Menu
In the News

Watch for Latter-day Saint Utes to play key roles in Saturday’s historic Rose Bowl game


On the roster of the University of Utah’s first football team, in the late 1800s, was a handsome right guard who would make a name for himself far beyond the college gridiron — David O. McKay, who would become the Church’s ninth president.

Since that maiden season when a young David McKay shored up the offensive line, Utah’s football squad and the Church have enjoyed a rich history — stretching right up to the 2021 Ute squad preparing to play in the Rose Bowl, “The Granddaddy of Them All,” on New Year’s Day.

The University of Utah football team with David O. McKay, who is on the top row, second from the left. Church President David O. McKay was a player on the football team in the 1890s.

The University of Utah football team with David O. McKay, who is on the top row, second from the left. Church President David O. McKay was a player on the football team in the 1890s.

Credit: University of Utah, Marriott Library, Special Collections

Many of the Pac-12 champion Utes competing Saturday afternoon vs. Ohio State are Latter-day Saints — including approximately two dozen returned missionaries. Several of Utah’s most celebrated players — including Mika Tafua, Britain Covey and Junior Tafuna — interrupted their playing careers to serve missions.

Meanwhile, the team’s sideline leader, Pac-12 Coach of the Year Kyle Whittingham, is a Church member, along with several others on the coaching staff — including defensive coordinator Morgan Scalley and Sione Po’uha, a former NFL lineman and bishop.
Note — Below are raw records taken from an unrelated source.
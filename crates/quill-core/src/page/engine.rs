//! Public pagination operations over a [`RowSource`].

use super::planner::PageQueryPlanner;
use super::window::{WindowArgs, WindowResolver};
use super::{Connection, PageArgs, PageDirection, Scope, Visibility, cursor};
use crate::cancel::CancelToken;
use crate::config::PaginationConfig;
use crate::error::{Entity, PageError};
use crate::source::{RowSource, SourceError};
use tracing::{debug, instrument, warn};

/// Paginates the rows of a [`RowSource`].
///
/// Every call derives its own child of the caller's token. When
/// [`PaginationConfig::query_timeout`] is set that child also carries the
/// deadline, so a slow store surfaces as [`PageError::Cancelled`].
#[derive(Debug)]
pub struct Paginator<S> {
    source: S,
    config: PaginationConfig,
}

impl<S: RowSource> Paginator<S> {
    #[must_use]
    pub const fn new(source: S, config: PaginationConfig) -> Self {
        Self { source, config }
    }

    #[must_use]
    pub const fn source(&self) -> &S {
        &self.source
    }

    fn planner(&self) -> PageQueryPlanner {
        PageQueryPlanner::new(self.config.max_page_size)
    }

    fn call_token(&self, cancel: &CancelToken) -> CancelToken {
        self.config
            .query_timeout()
            .map_or_else(|| cancel.child(), |timeout| cancel.child_with_timeout(timeout))
    }

    /// Page `scope` with raw Relay arguments.
    ///
    /// No paging argument at all yields an empty connection without touching
    /// the row source.
    ///
    /// # Errors
    ///
    /// See [`PageQueryPlanner::direction`] for argument errors; otherwise the
    /// errors of [`Paginator::page_scoped_forward`].
    pub fn page(
        &self,
        scope: Scope,
        visibility: Visibility,
        args: &PageArgs,
        cancel: &CancelToken,
    ) -> Result<Connection<S::Row>, PageError> {
        match self.planner().direction(args)? {
            Some(direction) => self.run_page(scope, visibility, direction, cancel),
            None => {
                debug!(%scope, "no paging arguments, returning empty connection");
                Ok(Connection::empty())
            }
        }
    }

    /// First `first` comments of `post_id` after the optional cursor.
    ///
    /// # Errors
    ///
    /// - [`PageError::InvalidCursor`] for a malformed `after`
    /// - [`PageError::InvalidArgument`] when `first` exceeds the maximum
    /// - [`PageError::NotFound`] when the post does not exist
    /// - [`PageError::Cancelled`] / [`PageError::Storage`] from the row source
    pub fn page_scoped_forward(
        &self,
        post_id: i64,
        visibility: Visibility,
        first: u32,
        after: Option<&str>,
        cancel: &CancelToken,
    ) -> Result<Connection<S::Row>, PageError> {
        let after = after.map(cursor::decode).transpose()?;
        self.run_page(
            Scope::Post(post_id),
            visibility,
            PageDirection::Forward { first, after },
            cancel,
        )
    }

    /// Last `last` comments of `post_id` before the optional cursor, ascending.
    ///
    /// # Errors
    ///
    /// Same as [`Paginator::page_scoped_forward`].
    pub fn page_scoped_backward(
        &self,
        post_id: i64,
        visibility: Visibility,
        last: u32,
        before: Option<&str>,
        cancel: &CancelToken,
    ) -> Result<Connection<S::Row>, PageError> {
        let before = before.map(cursor::decode).transpose()?;
        self.run_page(
            Scope::Post(post_id),
            visibility,
            PageDirection::Backward { last, before },
            cancel,
        )
    }

    /// First `first` comments across all published posts.
    ///
    /// # Errors
    ///
    /// Same as [`Paginator::page_scoped_forward`], minus `NotFound`.
    pub fn page_feed_forward(
        &self,
        visibility: Visibility,
        first: u32,
        after: Option<&str>,
        cancel: &CancelToken,
    ) -> Result<Connection<S::Row>, PageError> {
        let after = after.map(cursor::decode).transpose()?;
        self.run_page(
            Scope::Feed,
            visibility,
            PageDirection::Forward { first, after },
            cancel,
        )
    }

    /// Last `last` comments across all published posts, ascending.
    ///
    /// # Errors
    ///
    /// Same as [`Paginator::page_feed_forward`].
    pub fn page_feed_backward(
        &self,
        visibility: Visibility,
        last: u32,
        before: Option<&str>,
        cancel: &CancelToken,
    ) -> Result<Connection<S::Row>, PageError> {
        let before = before.map(cursor::decode).transpose()?;
        self.run_page(
            Scope::Feed,
            visibility,
            PageDirection::Backward { last, before },
            cancel,
        )
    }

    /// Up to `before` comments, the anchor, then up to `after` comments.
    ///
    /// # Errors
    ///
    /// - [`PageError::InvalidArgument`] when a side exceeds the maximum
    /// - [`PageError::NotFound`] when the anchor does not exist
    /// - [`PageError::ScopeMismatch`] when the anchor belongs to another post
    /// - [`PageError::Cancelled`] / [`PageError::Storage`] from the row source
    #[instrument(skip(self, cancel), level = "debug")]
    pub fn window_around_anchor(
        &self,
        post_id: i64,
        visibility: Visibility,
        anchor_id: i64,
        before: u32,
        after: u32,
        cancel: &CancelToken,
    ) -> Result<Connection<S::Row>, PageError> {
        let max = self.config.max_page_size;
        for (side, count) in [("before", before), ("after", after)] {
            if count > max {
                return Err(PageError::InvalidArgument(format!(
                    "window {side} count {count} exceeds the maximum of {max}"
                )));
            }
        }

        let resolver = WindowResolver::new(self.config.window_probe, self.config.parallel_window);
        let call = self.call_token(cancel);
        resolver.resolve(
            &self.source,
            post_id,
            visibility,
            WindowArgs {
                anchor_id,
                before,
                after,
            },
            &call,
        )
    }

    fn run_page(
        &self,
        scope: Scope,
        visibility: Visibility,
        direction: PageDirection,
        cancel: &CancelToken,
    ) -> Result<Connection<S::Row>, PageError> {
        let plan = self.planner().plan(scope, visibility, direction)?;
        let call = self.call_token(cancel);

        if let Scope::Post(post_id) = scope
            && !self.source.scope_exists(post_id, &call)?
        {
            return Err(PageError::NotFound {
                entity: Entity::Post,
                id: post_id,
            });
        }

        let rows = self.source.query(&plan.query, &call).inspect_err(|err| {
            if matches!(err, SourceError::Cancelled) {
                warn!(%scope, "page query cancelled");
            }
        })?;
        debug!(
            %scope,
            order = %plan.query.order,
            limit = plan.query.limit,
            fetched = rows.len(),
            "page query finished"
        );
        Ok(plan.finish(rows))
    }
}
It’s a certainty that at some point in the fast-approaching Rose Bowl, someone from the ESPN broadcast crew will reference the Church and missionary service.

A legacy of Latter-day Saint Utes

President McKay is not the only latter-day Apostle who played for the university that was founded in 1850 by Brigham Young. Elder Joseph B. Wirthlin, a late member of the Quorum of the Twelve Apostles, was a Ute halfback as a young man and a lifelong supporter of the school’s football program.

Prior to his death in 2008, Elder Wirthlin frequently met with the team, cheered at games alongside his wife, Sister Elisa Wirthlin, and even watched the Utes’ annual spring scrimmage from the team bench.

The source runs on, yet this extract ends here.